Cet essai s’aventure à penser des passages entre ethnologie et psychanalyse qui permettent d’envisager une sorte d’ethno-psychanalyse du champ politique. On pourrait ainsi partir de Clastres pour éclairer des phénomènes politiques de notre époque qui montrent la pulsion de mort à l’œuvre dans des processus de mobilisation polémique et, au contraire, la pulsion de vie dans des mouvements sociopolitiques. C’est la perspective qu’ouvre à la fin cet essai.

Christian Ferrié a publié récemment : Présentation, annotation et postface de la traduction de Kant, Le Conflit des Facultés et autres textes sur la révolution, Payot, « Critique de la politique », 2015, et La politique de Kant – un réformisme révolutionnaire, Payot « Critique de la politique », mai 2016.
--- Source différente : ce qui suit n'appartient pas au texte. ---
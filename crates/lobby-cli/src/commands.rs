//! Subcommand implementations. Each returns the text printed to stdout.

use clap::Subcommand;
use lobby_config::{Config, ConfigError};
use lobby_gen::{
    RngAlgorithm, SpawnPoint, SpawnRng, fill_spawn_points, generate_heightmap,
    generate_spawn_points, pick_spawn_point, spawn_buffer_len,
};
use serde::Serialize;
use tracing::{info, warn};

/// Errors surfaced by the host binary.
#[derive(Debug, thiserror::Error)]
pub enum CliError {
    #[error("could not determine OS configuration directory")]
    NoConfigDir,

    #[error(transparent)]
    Config(#[from] ConfigError),

    #[error("failed to encode output: {0}")]
    Encode(#[from] serde_json::Error),
}

#[derive(Subcommand, Debug, Clone, PartialEq)]
pub enum Command {
    /// Print a heightmap as JSON.
    Heightmap,
    /// Print spawn points as JSON.
    SpawnPoints,
    /// Assign a joining player one of the spawn points and print it as JSON.
    Pick {
        /// Count other spawn points within this distance of the pick.
        #[arg(long, default_value_t = 10.0)]
        radius: f32,
    },
    /// Print the effective configuration as RON.
    Config,
}

#[derive(Debug, Serialize)]
pub struct HeightmapReport {
    pub seed: i32,
    pub size: usize,
    pub cells: Vec<i32>,
}

#[derive(Debug, Serialize)]
pub struct SpawnReport {
    pub seed: i32,
    pub rng: RngAlgorithm,
    pub points: Vec<SpawnPoint>,
}

pub fn heightmap_report(config: &Config) -> HeightmapReport {
    let generator = &config.generator;
    let size = generator.heightmap_size as usize;
    HeightmapReport {
        seed: generator.seed,
        size,
        cells: generate_heightmap(size, generator.seed),
    }
}

pub fn spawn_report(config: &Config) -> SpawnReport {
    let generator = &config.generator;
    SpawnReport {
        seed: generator.seed,
        rng: generator.rng,
        points: generate_spawn_points(
            generator.spawn_points as usize,
            generator.seed,
            generator.rng,
        ),
    }
}

#[derive(Debug, Serialize)]
pub struct PickReport {
    pub seed: i32,
    pub rng: RngAlgorithm,
    /// `None` when the lobby has no spawn points.
    pub point: Option<SpawnPoint>,
    pub valid: bool,
    pub radius: f32,
    /// Other spawn points within `radius` of `point`.
    pub nearby: usize,
}

pub fn pick_report(config: &Config, radius: f32) -> PickReport {
    let generator = &config.generator;
    let count = generator.spawn_points as usize;

    // Placement and the pick share one stream, as in a lobby assigning a joiner.
    let mut rng = SpawnRng::new(generator.rng, generator.seed);
    let mut buffer = vec![0.0; spawn_buffer_len(count).unwrap_or_default()];
    fill_spawn_points(&mut buffer, count, &mut rng);
    let points = SpawnPoint::from_buffer(&buffer);

    let point = pick_spawn_point(&points, &mut rng);
    let nearby = point.map_or(0, |p| {
        points
            .iter()
            .filter(|other| **other != p && p.is_in_range(other, radius))
            .count()
    });
    PickReport {
        seed: generator.seed,
        rng: rng.algorithm(),
        point,
        valid: point.is_some_and(|p| p.is_valid()),
        radius,
        nearby,
    }
}

fn to_json<T: Serialize>(value: &T, pretty: bool) -> Result<String, CliError> {
    let json = if pretty {
        serde_json::to_string_pretty(value)?
    } else {
        serde_json::to_string(value)?
    };
    Ok(json)
}

/// Run `command` against `config`.
pub fn run(command: &Command, config: &Config) -> Result<String, CliError> {
    let pretty = config.debug.pretty_output;
    match command {
        Command::Heightmap => {
            let report = heightmap_report(config);
            info!(size = report.size, seed = report.seed, "generated heightmap");
            to_json(&report, pretty)
        }
        Command::SpawnPoints => {
            let report = spawn_report(config);
            info!(
                count = report.points.len(),
                seed = report.seed,
                rng = %report.rng,
                "generated spawn points"
            );
            to_json(&report, pretty)
        }
        Command::Pick { radius } => {
            let report = pick_report(config, *radius);
            match report.point {
                Some(p) if !report.valid => warn!(?p, "picked spawn point outside the lobby"),
                Some(_) => info!(nearby = report.nearby, "picked spawn point"),
                None => warn!("no spawn points to pick from"),
            }
            to_json(&report, pretty)
        }
        Command::Config => Ok(config.to_ron()?),
    }
}
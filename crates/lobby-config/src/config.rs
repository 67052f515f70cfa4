//! Configuration structs with defaults and RON persistence.

use std::path::Path;

use lobby_gen::RngAlgorithm;
use serde::{Deserialize, Serialize};

use crate::error::ConfigError;

/// File name inside the config directory.
pub const CONFIG_FILE: &str = "config.ron";

/// Top-level host configuration.
#[derive(Debug, Clone, Default, Serialize, Deserialize, PartialEq)]
#[serde(default)]
pub struct Config {
    /// Heightmap and spawn generation settings.
    pub generator: GeneratorConfig,
    /// Logging and output settings.
    pub debug: DebugConfig,
}

/// Generation parameters.
#[derive(Debug, Clone, Serialize, Deserialize, PartialEq)]
#[serde(default)]
pub struct GeneratorConfig {
    /// Seed shared by both generators.
    pub seed: i32,
    /// Number of heightmap cells.
    pub heightmap_size: u32,
    /// Spawn points per lobby world.
    pub spawn_points: u32,
    /// Generator used for spawn placement.
    pub rng: RngAlgorithm,
}

/// Debug/development configuration.
#[derive(Debug, Clone, Serialize, Deserialize, PartialEq)]
#[serde(default)]
pub struct DebugConfig {
    /// Log filter (e.g. "debug", "info,lobby_gen=trace").
    pub log_level: String,
    /// Pretty-print JSON output.
    pub pretty_output: bool,
}

impl Default for GeneratorConfig {
    fn default() -> Self {
        Self {
            seed: 0,
            heightmap_size: 256,
            spawn_points: 10,
            rng: RngAlgorithm::Libc,
        }
    }
}

impl Default for DebugConfig {
    fn default() -> Self {
        Self {
            log_level: "info".to_string(),
            pretty_output: true,
        }
    }
}

// --- Load / Save / Reload ---

impl Config {
    /// Load `config.ron` from `config_dir`, writing a default one if absent.
    pub fn load_or_create(config_dir: &Path) -> Result<Self, ConfigError> {
        let config_path = config_dir.join(CONFIG_FILE);

        if config_path.exists() {
            let config = Self::read(&config_path)?;
            log::info!("Loaded config from {}", config_path.display());
            Ok(config)
        } else {
            let config = Config::default();
            config.save(config_dir)?;
            log::info!("Created default config at {}", config_path.display());
            Ok(config)
        }
    }

    /// Save to `config_dir/config.ron`, creating the directory if needed.
    pub fn save(&self, config_dir: &Path) -> Result<(), ConfigError> {
        std::fs::create_dir_all(config_dir).map_err(|source| ConfigError::WriteError {
            path: config_dir.to_path_buf(),
            source,
        })?;

        let config_path = config_dir.join(CONFIG_FILE);
        let serialized = self.to_ron()?;

        std::fs::write(&config_path, serialized).map_err(|source| ConfigError::WriteError {
            path: config_path,
            source,
        })
    }

    /// Hot-reload: `Some(new_config)` if the file on disk differs from `self`.
    pub fn reload(&self, config_dir: &Path) -> Result<Option<Self>, ConfigError> {
        let new_config = Self::read(&config_dir.join(CONFIG_FILE))?;

        if &new_config != self {
            log::info!("Config reloaded with changes");
            Ok(Some(new_config))
        } else {
            Ok(None)
        }
    }

    /// Pretty RON rendering, as written by [`save`](Self::save).
    pub fn to_ron(&self) -> Result<String, ConfigError> {
        let pretty = ron::ser::PrettyConfig::new()
            .depth_limit(3)
            .separate_tuple_members(true)
            .enumerate_arrays(false);
        ron::ser::to_string_pretty(self, pretty).map_err(ConfigError::SerializeError)
    }

    fn read(config_path: &Path) -> Result<Self, ConfigError> {
        let contents =
            std::fs::read_to_string(config_path).map_err(|source| ConfigError::ReadError {
                path: config_path.to_path_buf(),
                source,
            })?;
        ron::from_str(&contents).map_err(|source| ConfigError::ParseError {
            path: config_path.to_path_buf(),
            source,
        })
    }
}

#[cfg(test)]
mod tests {
    use super::*;

    #[test]
    fn test_default_config_serializes() {
        let ron_str = Config::default().to_ron().unwrap();
        assert!(ron_str.contains("heightmap_size: 256"));
        assert!(ron_str.contains("spawn_points: 10"));
        assert!(ron_str.contains("rng: libc"));
    }

    #[test]
    fn test_config_roundtrip() {
        let mut config = Config::default();
        config.generator.rng = RngAlgorithm::ChaCha8;
        config.generator.seed = -42;
        let ron_str = ron::to_string(&config).unwrap();
        let deserialized: Config = ron::from_str(&ron_str).unwrap();
        assert_eq!(config, deserialized);
    }

    #[test]
    fn test_missing_section_uses_default() {
        let config: Config = ron::from_str("(generator: (seed: 7))").unwrap();
        assert_eq!(config.generator.seed, 7);
        assert_eq!(config.generator.spawn_points, 10);
        assert_eq!(config.debug, DebugConfig::default());
    }

    #[test]
    fn test_extra_field_ignored() {
        let result: Result<Config, _> = ron::from_str("(lobby_count: 3)");
        assert!(result.is_ok());
    }

    #[test]
    fn test_save_and_load() {
        let dir = tempfile::tempdir().unwrap();
        let mut config = Config::default();
        config.generator.seed = 1234;
        config.generator.heightmap_size = 64;
        config.debug.log_level = "debug".to_string();

        config.save(dir.path()).unwrap();
        let loaded = Config::load_or_create(dir.path()).unwrap();
        assert_eq!(config, loaded);
    }

    #[test]
    fn test_load_or_create_writes_default() {
        let dir = tempfile::tempdir().unwrap();
        let nested = dir.path().join("lobby-gen");
        let config = Config::load_or_create(&nested).unwrap();
        assert_eq!(config, Config::default());
        assert!(nested.join(CONFIG_FILE).exists());
    }

    #[test]
    fn test_reload_detects_changes() {
        let dir = tempfile::tempdir().unwrap();
        let config = Config::default();
        config.save(dir.path()).unwrap();

        let mut modified = config.clone();
        modified.generator.spawn_points = 50;
        modified.save(dir.path()).unwrap();

        let result = config.reload(dir.path()).unwrap();
        assert_eq!(result.map(|c| c.generator.spawn_points), Some(50));
    }

    #[test]
    fn test_reload_no_changes() {
        let dir = tempfile::tempdir().unwrap();
        let config = Config::default();
        config.save(dir.path()).unwrap();
        assert!(config.reload(dir.path()).unwrap().is_none());
    }

    #[test]
    fn test_invalid_ron_reports_path() {
        let dir = tempfile::tempdir().unwrap();
        std::fs::write(dir.path().join(CONFIG_FILE), "{{not valid}}").unwrap();
        let err = Config::load_or_create(dir.path()).unwrap_err();
        assert!(matches!(err, ConfigError::ParseError { .. }));
        assert!(err.to_string().contains(CONFIG_FILE));
    }

    #[test]
    fn test_unknown_rng_rejected() {
        let result: Result<Config, _> = ron::from_str("(generator: (rng: mersenne))");
        assert!(result.is_err());
    }

    #[test]
    fn test_ron_comments_accepted() {
        let ron_str = "// lobby settings\n(\n  // nothing overridden\n)";
        let config: Config = ron::from_str(ron_str).unwrap();
        assert_eq!(config, Config::default());
    }
}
Pierre Clastres, né le 17 mai 1934 à Paris et mort accidentellement le 29 juillet 1977 est un anthropologue et ethnologue français. Il est notamment connu pour ses travaux d’anthropologie politique, ses convictions et son engagement libertaires et sa monographie des indiens Guayaki du Paraguay. Sa principale thèse : les sociétés primitives ne sont pas des sociétés qui n’auraient pas encore découvert le pouvoir et l’État, mais au contraire des sociétés construites pour éviter que l’État n’apparaisse. Son œuvre la plus connue est La Société contre l’État (Minuit, 1974).